Time for something completely different. I’ve always wanted to write down a list of my favorite games, and now I have the chance. I can’t be learning and working all the time.

Over the years I’ve had several games that really stood out to me for a variety of reasons. Most of these games are now considered out-dated, but some of them still have their unique feel and beauty. I’m listing them in chronological order.

Dune 2

I just have to list this one. My first game, and the first decent strategy game, set in the distant future on a desert planet. Actually, it was full of bugs and was very slow, but I’m a big fan of the Dune books, and the storyline is portrayed nicely. And despite it’s simplicity it allowed quite some strategic reasoning.

The Legend of Zelda: Link’s Awakening

One of the first games I’ve ever played. A Game Boy was the first device I got when I was little. I considered listing Kirby’s Dream Land or Marioland 3 here, but Zelda had it all: the mysteries to uncover, side-quests, an entire island to roam freely, lots of different items,… It kept my imagination going when I was little, and in retrospect I should’ve played more games of the series. Also, for a simple Game Boy, great music.


A futuristic race game. One of the first games I played in multiplayer, and the added physics of being able to drive on the ceiling of structures added to the tactical combat, as well as the variety of weapons. A great game to play against friends.

Age of Empires

My second strategy game, after Dune 2, set in ancient times, with ancient cultures, e.g. Greeks,.. Microsoft did a great job with this, with good graphics for that time, relaxing music referencing to instruments from the time period, and background history of all objects and cultures ingame. I’ve played it for hours, as well as the expansion pack, and the second game: Age of Empires II, set in medieval times.

Command & Conquer: Tiberian Sun

I must admit, I played this before Tiberian Dawn, which is the first in the series. A brilliant strategy game by Westwood Studios. The story is what makes the game: it’s well designed, and leaves just enough mystery to keep you wondering what everyone is up to. Good actors were hired for the movies, like James Earl Jones (yes, Darth Vader’s voice). The gameplay itself is great, with in-game lighting and music by Frank Klepacki giving a perfect atmosphere on the battlefield. I also like this game because I used to mod it and change gameplay rules, not in the least to correct some bugs, but also for custom maps and units. The game is still modded these days, 10 years after release.

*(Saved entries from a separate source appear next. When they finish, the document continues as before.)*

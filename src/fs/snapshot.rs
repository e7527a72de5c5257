//! Copy-on-write snapshot acquisition
//!
//! Before streaming begins the engine tries to decouple itself from
//! concurrent writers by cloning the source into an anonymous temp file in
//! the same directory. When the filesystem cannot do that, the export simply
//! runs against the live file; isolation is best effort by design.

use crate::fs::zerocopy::reflink;
use std::fs::File;
use std::io;
use std::os::unix::io::AsFd;
use std::path::Path;

/// Take a copy-on-write snapshot of `src`
///
/// Creates an unnamed temp file in the directory of `path` (O_TMPFILE where
/// available, otherwise a randomly named file unlinked immediately after
/// creation, both handled by `tempfile`) and reflinks the source into it.
/// Returns the snapshot descriptor, positioned at offset 0.
///
/// Failure is an expected outcome on filesystems without copy-on-write
/// support or without temp-file support; callers fall back to the live file.
pub fn reflink_snapshot(src: &File, path: &Path) -> io::Result<File> {
    let dir = match path.parent() {
        Some(parent) if !parent.as_os_str().is_empty() => parent,
        _ => Path::new("."),
    };

    let snapshot = tempfile::tempfile_in(dir)?;
    reflink(src.as_fd(), snapshot.as_fd())?;

    Ok(snapshot)
}

#[cfg(test)]
mod tests {
    use super::*;
    use std::io::{Read, Seek, SeekFrom, Write};

    #[test]
    fn test_snapshot_succeeds_or_fails_cleanly() {
        let dir = tempfile::tempdir().unwrap();
        let path = dir.path().join("image.raw");
        let mut src = File::create(&path).unwrap();
        src.write_all(b"snapshot contents").unwrap();
        let src = File::open(&path).unwrap();

        // Whether the clone works depends on the filesystem backing the
        // temp dir; on success the snapshot must carry the source bytes.
        match reflink_snapshot(&src, &path) {
            Ok(mut snapshot) => {
                let mut cloned = Vec::new();
                snapshot.seek(SeekFrom::Start(0)).unwrap();
                snapshot.read_to_end(&mut cloned).unwrap();
                assert_eq!(cloned, b"snapshot contents");
            }
            Err(e) => {
                assert!(e.raw_os_error().is_some() || e.kind() == io::ErrorKind::Unsupported);
            }
        }
    }

    #[test]
    fn test_snapshot_of_relative_path_uses_cwd() {
        // A bare file name has no parent component; the temp file must land
        // in the working directory rather than in "".
        let src = tempfile::tempfile().unwrap();
        let result = reflink_snapshot(&src, Path::new("image.raw"));
        if let Err(e) = result {
            assert!(e.raw_os_error().is_some() || e.kind() == io::ErrorKind::Unsupported);
        }
    }
}
//! Best-effort metadata copy at export completion
//!
//! Copies timestamps and extended attributes from the (possibly
//! snapshotted) input descriptor to the output descriptor after a
//! successful transfer. Every failure here is non-fatal; the transfer
//! result is already decided by the time these run.

use std::fs::File;
use std::io;
use std::os::unix::io::{AsRawFd, BorrowedFd};

/// Copy access and modification times from `src` to `dst`
pub fn copy_times(src: &File, dst: BorrowedFd<'_>) -> io::Result<()> {
    let mut st: libc::stat = unsafe { std::mem::zeroed() };
    if unsafe { libc::fstat(src.as_raw_fd(), &mut st) } < 0 {
        return Err(io::Error::last_os_error());
    }

    let times = [
        libc::timespec {
            tv_sec: st.st_atime,
            tv_nsec: st.st_atime_nsec,
        },
        libc::timespec {
            tv_sec: st.st_mtime,
            tv_nsec: st.st_mtime_nsec,
        },
    ];

    if unsafe { libc::futimens(dst.as_raw_fd(), times.as_ptr()) } < 0 {
        return Err(io::Error::last_os_error());
    }
    Ok(())
}

/// Copy extended attributes from `src` to `dst`
///
/// Attributes that cannot be read or written are skipped individually;
/// only a failure to enumerate them at all is reported.
#[cfg(target_os = "linux")]
pub fn copy_xattrs(src: &File, dst: BorrowedFd<'_>) -> io::Result<()> {
    use std::ffi::CString;
    use std::os::unix::ffi::OsStrExt;
    use xattr::FileExt;

    for name in src.list_xattr()? {
        let value = match src.get_xattr(&name) {
            Ok(Some(value)) => value,
            _ => continue,
        };
        let cname = match CString::new(name.as_bytes()) {
            Ok(cname) => cname,
            Err(_) => continue,
        };
        let _ = unsafe {
            libc::fsetxattr(
                dst.as_raw_fd(),
                cname.as_ptr(),
                value.as_ptr() as *const libc::c_void,
                value.len(),
                0,
            )
        };
    }
    Ok(())
}

#[cfg(not(target_os = "linux"))]
pub fn copy_xattrs(_src: &File, _dst: BorrowedFd<'_>) -> io::Result<()> {
    Ok(())
}
//! Rate-limited export progress reporting
//!
//! Percent-complete is derived from uncompressed bytes written against the
//! original source size, deduplicated against the last emitted value and
//! throttled by a token bucket (one emission per 100 ms, burst of 1).
//! Emissions go to a watch side channel and to the log.

use governor::clock::DefaultClock;
use governor::state::{InMemoryState, NotKeyed};
use governor::{Quota, RateLimiter};
use std::num::NonZeroU32;
use std::time::Duration;
use tokio::sync::watch;
use tracing::info;

/// Minimum interval between progress emissions
const EMIT_INTERVAL: Duration = Duration::from_millis(100);

/// Per-engine progress state: percent computation, dedup, rate limit,
/// and the watch side channel
pub struct ProgressReporter {
    total: u64,
    last_percent: Option<u32>,
    limiter: RateLimiter<NotKeyed, InMemoryState, DefaultClock>,
    sender: watch::Sender<u32>,
}

impl ProgressReporter {
    /// Create a reporter for a source of `total` bytes
    pub fn new(total: u64) -> Self {
        let quota = Quota::with_period(EMIT_INTERVAL)
            .expect("non-zero interval")
            .allow_burst(NonZeroU32::MIN);
        let (sender, _) = watch::channel(0);

        Self {
            total,
            last_percent: None,
            limiter: RateLimiter::direct(quota),
            sender,
        }
    }

    /// Subscribe to the progress side channel
    pub fn subscribe(&self) -> watch::Receiver<u32> {
        self.sender.subscribe()
    }

    /// Percent complete for `written` uncompressed bytes, saturating at 100
    pub fn percent(&self, written: u64) -> u32 {
        if written >= self.total {
            100
        } else {
            // total > written >= 0, so total is non-zero here
            (written * 100 / self.total) as u32
        }
    }

    /// Last percent actually emitted, if any
    pub fn last_percent(&self) -> Option<u32> {
        self.last_percent
    }

    /// Report progress, subject to dedup and the rate limiter
    pub fn report(&mut self, written: u64) {
        let percent = self.percent(written);
        if self.last_percent == Some(percent) {
            return;
        }
        if self.limiter.check().is_err() {
            return;
        }
        self.emit(percent);
    }

    /// Report terminal progress, subject to dedup only
    ///
    /// The final emission must always be observable, even for exports that
    /// complete well inside the limiter interval.
    pub fn report_final(&mut self, written: u64) {
        let percent = self.percent(written);
        if self.last_percent == Some(percent) {
            return;
        }
        self.emit(percent);
    }

    fn emit(&mut self, percent: u32) {
        self.sender.send_replace(percent);
        info!("Exported {percent}%.");
        self.last_percent = Some(percent);
    }
}

#[cfg(test)]
mod tests {
    use super::*;

    #[test]
    fn test_percent_math() {
        let reporter = ProgressReporter::new(1000);
        assert_eq!(reporter.percent(0), 0);
        assert_eq!(reporter.percent(5), 0);
        assert_eq!(reporter.percent(500), 50);
        assert_eq!(reporter.percent(999), 99);
        assert_eq!(reporter.percent(1000), 100);
        assert_eq!(reporter.percent(2000), 100);
    }

    #[test]
    fn test_zero_size_source_is_immediately_complete() {
        let reporter = ProgressReporter::new(0);
        assert_eq!(reporter.percent(0), 100);
    }

    #[test]
    fn test_same_percent_never_emitted_twice() {
        let mut reporter = ProgressReporter::new(100);
        let receiver = reporter.subscribe();

        reporter.report(10);
        assert_eq!(reporter.last_percent(), Some(10));
        assert_eq!(*receiver.borrow(), 10);

        reporter.report(10);
        assert_eq!(reporter.last_percent(), Some(10));
    }

    #[test]
    fn test_limiter_denies_rapid_emissions() {
        let mut reporter = ProgressReporter::new(100);

        reporter.report(10);
        reporter.report(20);
        // Second distinct percent arrives inside the 100 ms window.
        assert_eq!(reporter.last_percent(), Some(10));
    }

    #[test]
    fn test_limiter_replenishes() {
        let mut reporter = ProgressReporter::new(100);

        reporter.report(10);
        std::thread::sleep(Duration::from_millis(120));
        reporter.report(20);
        assert_eq!(reporter.last_percent(), Some(20));
    }

    #[test]
    fn test_final_report_bypasses_limiter_but_not_dedup() {
        let mut reporter = ProgressReporter::new(100);
        let receiver = reporter.subscribe();

        reporter.report(50);
        reporter.report_final(100);
        assert_eq!(*receiver.borrow(), 100);

        // A second terminal report for the same percent is swallowed.
        reporter.report_final(100);
        assert_eq!(reporter.last_percent(), Some(100));
    }
}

Eternal Darkness: Sanity’s Requiem

A nearly perfect game, released for the GameCube. An adventure game, heavy referencing Lovecraftian horror themes. The game starts with a piece of ‘The Raven’ by Edgar Allan Poe, which immediately sets the tone. It’s very detailed, up to the point where even the paintings on the wall can be clicked for a brief review. The atmosphere is very intense, and the game is made so things seems to be lurking in the shadows, looking at you… It also features a working elemental Magick system with runes, and a sanity meter. If you lose sanity from seeing ghosts, monsters, and the like, you’ll eventually start hallucinating and weird things happen, which really adds to the fun. There’s also more than one main character and each plays in it’s own time period, which allows for some variety in weapons, tactics, and background settings. I’m sure Lovecraft would’ve loved this one, kudos for Silicon Knights.


Again a game that uses elemental magic, albeit differently. Primal is more of an action game, with some basic puzzle solving, set in the realm of demons. The theme song is by 16 Volt and fits the theme nicely. There are four realms to explore in this game, each well made and with it’s own atmosphere. Your character can also take four different demon forms, corresponding to the four elements, allowing for dynamic changes in gameplay. Though a bit repetitive near the end, it’s well done overall.

Assassin’s Creed series

The most modern game in the series, in which you are an assassin roaming through the land. A great story, lots of mystery, intrigue, a variety of weapons, background stories, side quests, detailed graphics of real world places, freedom of movement, big maps, you name it. Once you get the hang of the controls, there’s nothing you can’t do really. A lot of research was spent on keeping everything (the story, the items) consistent throughout the series, you can tell. And it feels great to control the main characters, who move more swiftly than I’ll ever can in real life.

That concludes my list for now. Most likely I won’t be playing any new games soon, except for the new Assassin’s Creed: Revelations, which will come out on November 15. Better make sure I’ve finished another part of my studies before that date!